We have 81 boxes in the puzzle
Each box will be into 3 different units, each unit contains 9 boxes, each of them have different values, from 1 to 9.
Each peer contains 21 boxes, and the box’s value cannot be in any other element of this peer.
Considering this 3 concepts, the puzzle should be seen in this way:
This strategy consists in seen the only choice to be accepted by a box in a unit. This helps to reduce the options in Elimination.
In the following image, we can see that number 4 can be assigned to only one cell.
First Depth Search
This strategy will be applied after Constraint-Propagation, and considering it didn’t find a solution. It will be more CPU demanding, but it is the actually a basic approach; it doesn’t prune any options at all. The only check it makes is that all the assigned values so far are consistent with each other.
This strategy can be described as a tree, where we try possible solutions by assigning the possible options to a box and checking one by one if it solves the puzzle re-applying Constraint-Propagation again with this testing value.
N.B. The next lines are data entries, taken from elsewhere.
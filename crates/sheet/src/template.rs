//! Flattening of "template" sheets.
//!
//! A template sheet carries two pivot values (a company and a code) at
//! fixed cells, followed by two fixed-width sub-tables placed side by side
//! that share one header row. Flattening turns every row pair into one wide
//! row prefixed with the pivot values.

use crate::cell::{coerce, is_blank_text};
use crate::error::{Result, SheetError};
use crate::sheet::Sheet;
use crate::table::Table;
use serde::{Deserialize, Serialize};

/// Header label of the code pivot column.
pub const CODE_HEADER: &str = "코드";
/// Header label of the company pivot column.
pub const COMPANY_HEADER: &str = "회사";

/// Geometry of a template sheet. All coordinates are 0-based.
///
/// The two sub-tables are assumed not to overlap; that is not checked.
#[derive(Debug, Clone, Copy, PartialEq, Eq, Serialize, Deserialize)]
#[serde(default)]
pub struct TemplateConfig {
    pub company_row: usize,
    pub company_col: usize,
    pub code_row: usize,
    pub code_col: usize,
    /// Row holding both sub-tables' header cells; data starts below it.
    pub data_start_row: usize,
    pub left_table_start_col: usize,
    pub right_table_start_col: usize,
    /// Columns per sub-table, the same for both.
    pub col_count: usize,
}

impl Default for TemplateConfig {
    fn default() -> Self {
        TemplateConfig {
            company_row: 0,
            company_col: 1,
            code_row: 1,
            code_col: 1,
            data_start_row: 3,
            left_table_start_col: 0,
            right_table_start_col: 4,
            col_count: 3,
        }
    }
}

impl TemplateConfig {
    /// Reject geometry that cannot describe a sub-table.
    pub fn validate(&self) -> Result<()> {
        if self.col_count == 0 {
            return Err(SheetError::InvalidConfig(
                "col_count must be at least 1".to_string(),
            ));
        }
        Ok(())
    }

    /// Number of columns in a flattened row
    #[must_use]
    pub fn output_width(&self) -> usize {
        2 + 2 * self.col_count
    }
}

/// Flatten one template sheet into a table.
///
/// The header is `[코드, 회사]` followed by the left and right sub-table
/// headers. Data rows are read from `data_start_row + 1` downwards; absent
/// rows are skipped and the first row whose left sub-table is entirely
/// blank ends the data. The right sub-table is copied as-is.
#[must_use]
pub fn flatten(sheet: &Sheet, config: &TemplateConfig, source_name: &str) -> Table {
    let code = coerce(sheet.cell(config.code_row, config.code_col));
    let company = coerce(sheet.cell(config.company_row, config.company_col));
    tracing::info!(%code, %company, "Extracted pivot values");

    let mut headers = Vec::with_capacity(config.output_width());
    headers.push(CODE_HEADER.to_string());
    headers.push(COMPANY_HEADER.to_string());
    headers.extend(segment(sheet, config.data_start_row, config.left_table_start_col, config.col_count));
    headers.extend(segment(sheet, config.data_start_row, config.right_table_start_col, config.col_count));
    tracing::info!(?headers, "Synthesized template header");

    let mut rows = Vec::new();
    if let Some(last_row) = sheet.last_row() {
        for row_idx in (config.data_start_row + 1)..=last_row {
            if sheet.row(row_idx).is_none() {
                continue;
            }

            let left = segment(sheet, row_idx, config.left_table_start_col, config.col_count);
            if left.iter().all(|v| is_blank_text(v)) {
                break;
            }
            let right = segment(sheet, row_idx, config.right_table_start_col, config.col_count);

            let mut row = Vec::with_capacity(config.output_width());
            row.push(code.clone());
            row.push(company.clone());
            row.extend(left);
            row.extend(right);
            tracing::debug!(row = row_idx, values = ?row, "Flattened row");
            rows.push(row);
        }
    }

    tracing::info!(source = source_name, rows = rows.len(), "Flattened template sheet");
    Table::new(headers, rows, source_name)
}

/// `count` cells of one row starting at `start_col`; absent cells are `""`.
fn segment(sheet: &Sheet, row: usize, start_col: usize, count: usize) -> Vec<String> {
    (start_col..start_col + count)
        .map(|col| coerce(sheet.cell(row, col)))
        .collect()
}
By using First Depth Search, this tree is navigated in the following order:
You can think each leaf of this tree as:
“Will it solve the puzzle?”
In sudoku, we are going to start with the box with less options to be solved.
For example, in this unit, we can start with box with 56 as the probable choices, then we try to solve the puzzle with 5, if it is not solved we try with 6, and so on.
Professor Norvig implements the algoritms in Python, I’ve done this in C# as I consider C# is a little bit more clear than Python to understand how it works (it is just my opinion, maybe you find Python more clear).